___ MATERIAL TO PROCESS ___

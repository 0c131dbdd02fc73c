//! Price formatting and price tags.

use strum::{Display, EnumString};

use super::{class_list, escape, round_half_away};

const ANIMATION_STYLE: &str = "<style>\
.price-animated { animation: priceSlideIn 0.5s ease-out; }\
@keyframes priceSlideIn { from { opacity: 0; transform: translateY(10px); } to { opacity: 1; transform: translateY(0); } }\
</style>";

/// Whole amounts without decimals, anything else with two
pub fn format_amount(amount: f64) -> String {
    if amount.fract() == 0.0 {
        format!("{:.0}", amount)
    } else {
        format!("{:.2}", round_half_away(amount, 2))
    }
}

/// Symbol for an ISO currency code; unknown codes render as `"{code} "`
pub fn currency_symbol(code: &str) -> String {
    match code.trim().to_ascii_uppercase().as_str() {
        "EUR" => "€".to_string(),
        "USD" => "$".to_string(),
        "GBP" => "£".to_string(),
        "JPY" | "CNY" => "¥".to_string(),
        "CAD" => "C$".to_string(),
        "AUD" => "A$".to_string(),
        "CHF" => "CHF".to_string(),
        _ => format!("{} ", code),
    }
}

/// `(original - current) / original * 100`, or 0 when there is no original price
pub fn discount_percentage(original: f64, current: f64) -> f64 {
    if original == 0.0 {
        return 0.0;
    }
    (original - current) / original * 100.0
}

/// How the current price compares to an original price
#[derive(Debug, Clone, Copy, PartialEq)]
pub enum PriceComparison {
    /// Cheaper than the original, by this many percent
    Markdown(f64),
    /// More expensive than the original, by this many percent
    Markup(f64),
}

impl PriceComparison {
    /// `None` when both prices are equal
    pub fn between(original: f64, current: f64) -> Option<Self> {
        let discount = discount_percentage(original, current);
        if current < original {
            Some(PriceComparison::Markdown(discount))
        } else if current > original {
            Some(PriceComparison::Markup(discount.abs()))
        } else {
            None
        }
    }

    fn badge(self) -> String {
        match self {
            PriceComparison::Markdown(percent) => format!(
                " <small class=\"badge bg-danger ms-1\">-{:.0}%</small>",
                percent.round()
            ),
            PriceComparison::Markup(percent) => format!(
                " <small class=\"badge bg-warning text-dark ms-1\">+{:.0}%</small>",
                percent.round()
            ),
        }
    }
}

/// Qualitative price range
#[derive(Debug, Clone, Copy, PartialEq, Eq)]
pub enum PriceTier {
    Premium,
    Notable,
    Affordable,
}

impl PriceTier {
    /// 500 and up is premium, 200 and up notable, 50 and below affordable
    pub fn for_amount(amount: f64) -> Option<Self> {
        if amount >= 500.0 {
            Some(PriceTier::Premium)
        } else if amount >= 200.0 {
            Some(PriceTier::Notable)
        } else if amount <= 50.0 {
            Some(PriceTier::Affordable)
        } else {
            None
        }
    }

    pub fn label(self) -> &'static str {
        match self {
            PriceTier::Premium => "Premium price",
            PriceTier::Notable => "Notable price",
            PriceTier::Affordable => "Affordable price",
        }
    }

    fn icon(self) -> String {
        let class = match self {
            PriceTier::Premium => "fas fa-fire text-danger",
            PriceTier::Notable => "fas fa-star text-warning",
            PriceTier::Affordable => "fas fa-tag text-success",
        };
        format!(" <i class=\"{} ms-1\" title=\"{}\"></i>", class, self.label())
    }
}

#[derive(Debug, Clone, Copy, Default, PartialEq, Eq, Display, EnumString)]
#[strum(serialize_all = "lowercase", ascii_case_insensitive)]
pub enum PriceSize {
    Small,
    #[default]
    Medium,
    Large,
    XLarge,
}

impl PriceSize {
    fn class(self) -> &'static str {
        match self {
            PriceSize::Small => "h6",
            PriceSize::Medium => "h5",
            PriceSize::Large => "h4",
            PriceSize::XLarge => "h3",
        }
    }
}

#[derive(Debug, Clone, Copy, Default, PartialEq, Eq, Display, EnumString)]
#[strum(serialize_all = "lowercase", ascii_case_insensitive)]
pub enum PriceTheme {
    #[default]
    Success,
    Primary,
    Warning,
    Danger,
    Muted,
}

impl PriceTheme {
    fn text_class(self) -> &'static str {
        match self {
            PriceTheme::Success => "text-success",
            PriceTheme::Primary => "text-primary",
            PriceTheme::Warning => "text-warning",
            PriceTheme::Danger => "text-danger",
            PriceTheme::Muted => "text-muted",
        }
    }

    fn highlight_class(self) -> &'static str {
        match self {
            PriceTheme::Success => "bg-success text-white",
            PriceTheme::Primary => "bg-primary text-white",
            PriceTheme::Warning => "bg-warning text-dark",
            PriceTheme::Danger => "bg-danger text-white",
            PriceTheme::Muted => "bg-light text-dark",
        }
    }
}

/// `<span class="price-tag ...">` with optional comparison and tier icon
#[derive(Debug, Clone, PartialEq)]
pub struct PriceTag {
    pub amount: f64,
    pub currency: String,
    pub show_currency_symbol: bool,
    pub show_currency_code: bool,
    pub size: PriceSize,
    pub theme: PriceTheme,
    pub highlighted: bool,
    pub css_class: String,
    pub original_price: Option<f64>,
    pub animated: bool,
}

impl PriceTag {
    pub fn new(amount: f64) -> Self {
        Self {
            amount,
            currency: "EUR".to_string(),
            show_currency_symbol: true,
            show_currency_code: false,
            size: PriceSize::default(),
            theme: PriceTheme::default(),
            highlighted: false,
            css_class: String::new(),
            original_price: None,
            animated: false,
        }
    }

    pub fn with_currency(mut self, currency: impl Into<String>) -> Self {
        self.currency = currency.into();
        self
    }

    /// Amount with symbol and/or code, no markup
    pub fn text(&self) -> String {
        let mut text = format!("{}{}", self.symbol(), format_amount(self.amount));
        if self.show_currency_code {
            text.push(' ');
            text.push_str(&self.currency);
        }
        text
    }

    pub fn render(&self) -> String {
        let highlight = if self.highlighted {
            class_list(&[self.theme.highlight_class(), "px-2 py-1 rounded"])
        } else {
            String::new()
        };
        let classes = class_list(&[
            "price-tag",
            self.size.class(),
            self.theme.text_class(),
            &highlight,
            if self.animated { "price-animated" } else { "" },
            &self.css_class,
            "mb-0",
        ]);

        let mut content = escape(&self.text());

        if let Some(original) = self.original_price {
            if let Some(comparison) = PriceComparison::between(original, self.amount) {
                content.push_str(&format!(
                    " <small class=\"text-muted text-decoration-line-through\">{}{}</small>",
                    escape(&self.symbol()),
                    format_amount(original)
                ));
                content.push_str(&comparison.badge());
            }
        }

        if let Some(tier) = PriceTier::for_amount(self.amount) {
            content.push_str(&tier.icon());
        }

        let mut html = format!("<span class=\"{}\">{}</span>", escape(&classes), content);
        if self.animated {
            html.push_str(ANIMATION_STYLE);
        }
        html
    }

    fn symbol(&self) -> String {
        if self.show_currency_symbol {
            currency_symbol(&self.currency)
        } else {
            String::new()
        }
    }
}

#[cfg(test)]
mod tests {
    use super::*;

    #[test]
    fn test_format_amount_drops_decimals_for_whole_numbers() {
        assert_eq!(format_amount(250.0), "250");
        assert_eq!(format_amount(250.5), "250.50");
        assert_eq!(format_amount(0.01), "0.01");
        assert_eq!(format_amount(0.125), "0.13");
    }

    #[test]
    fn test_currency_symbols() {
        assert_eq!(currency_symbol("EUR"), "€");
        assert_eq!(currency_symbol("usd"), "$");
        assert_eq!(currency_symbol("CNY"), "¥");
        assert_eq!(currency_symbol("CHF"), "CHF");
        assert_eq!(currency_symbol("SEK"), "SEK ");
    }

    #[test]
    fn test_discount_percentage() {
        assert_eq!(discount_percentage(300.0, 240.0), 20.0);
        assert_eq!(discount_percentage(0.0, 240.0), 0.0);
        assert_eq!(discount_percentage(100.0, 150.0), -50.0);
    }

    #[test]
    fn test_price_comparison() {
        assert_eq!(
            PriceComparison::between(300.0, 240.0),
            Some(PriceComparison::Markdown(20.0))
        );
        assert_eq!(
            PriceComparison::between(100.0, 150.0),
            Some(PriceComparison::Markup(50.0))
        );
        assert_eq!(PriceComparison::between(100.0, 100.0), None);
    }

    #[test]
    fn test_price_tiers() {
        assert_eq!(PriceTier::for_amount(500.0), Some(PriceTier::Premium));
        assert_eq!(PriceTier::for_amount(499.99), Some(PriceTier::Notable));
        assert_eq!(PriceTier::for_amount(200.0), Some(PriceTier::Notable));
        assert_eq!(PriceTier::for_amount(120.0), None);
        assert_eq!(PriceTier::for_amount(50.0), Some(PriceTier::Affordable));
    }

    #[test]
    fn test_default_price_tag() {
        assert_eq!(
            PriceTag::new(120.0).render(),
            "<span class=\"price-tag h5 text-success mb-0\">€120</span>"
        );
    }

    #[test]
    fn test_markdown_tag_shows_original_and_discount() {
        let tag = PriceTag {
            original_price: Some(300.0),
            ..PriceTag::new(240.0)
        };
        let html = tag.render();

        assert!(html.contains("€240"));
        assert!(html.contains("<small class=\"text-muted text-decoration-line-through\">€300</small>"));
        assert!(html.contains("badge bg-danger ms-1\">-20%</small>"));
        assert!(html.contains("fa-star"));
    }

    #[test]
    fn test_markup_tag() {
        let tag = PriceTag {
            original_price: Some(100.0),
            ..PriceTag::new(150.0)
        };
        assert!(tag.render().contains("+50%"));
    }

    #[test]
    fn test_equal_original_price_is_ignored() {
        let tag = PriceTag {
            original_price: Some(120.0),
            ..PriceTag::new(120.0)
        };
        assert!(!tag.render().contains("line-through"));
    }

    #[test]
    fn test_styled_price_tag() {
        let tag = PriceTag {
            show_currency_code: true,
            size: PriceSize::XLarge,
            theme: PriceTheme::Danger,
            highlighted: true,
            animated: true,
            ..PriceTag::new(650.5).with_currency("USD")
        };
        let html = tag.render();

        assert!(html.starts_with(
            "<span class=\"price-tag h3 text-danger bg-danger text-white px-2 py-1 rounded price-animated mb-0\">$650.50 USD"
        ));
        assert!(html.contains("fa-fire"));
        assert!(html.ends_with("</style>"));
    }

    #[test]
    fn test_without_symbol() {
        let tag = PriceTag {
            show_currency_symbol: false,
            show_currency_code: true,
            ..PriceTag::new(80.0)
        };
        assert_eq!(tag.text(), "80 EUR");
    }
}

___

**TASK DETAILS:** Look over the records above, and wherever a line contains the string "rounded", copy that line.

**SOLUTION TO THE EXERCISE:**
            class_list(&[self.theme.highlight_class(), "px-2 py-1 rounded"])
            "<span class=\"price-tag h3 text-danger bg-danger text-white px-2 py-1 rounded price-animated mb-0\">$650.50 USD"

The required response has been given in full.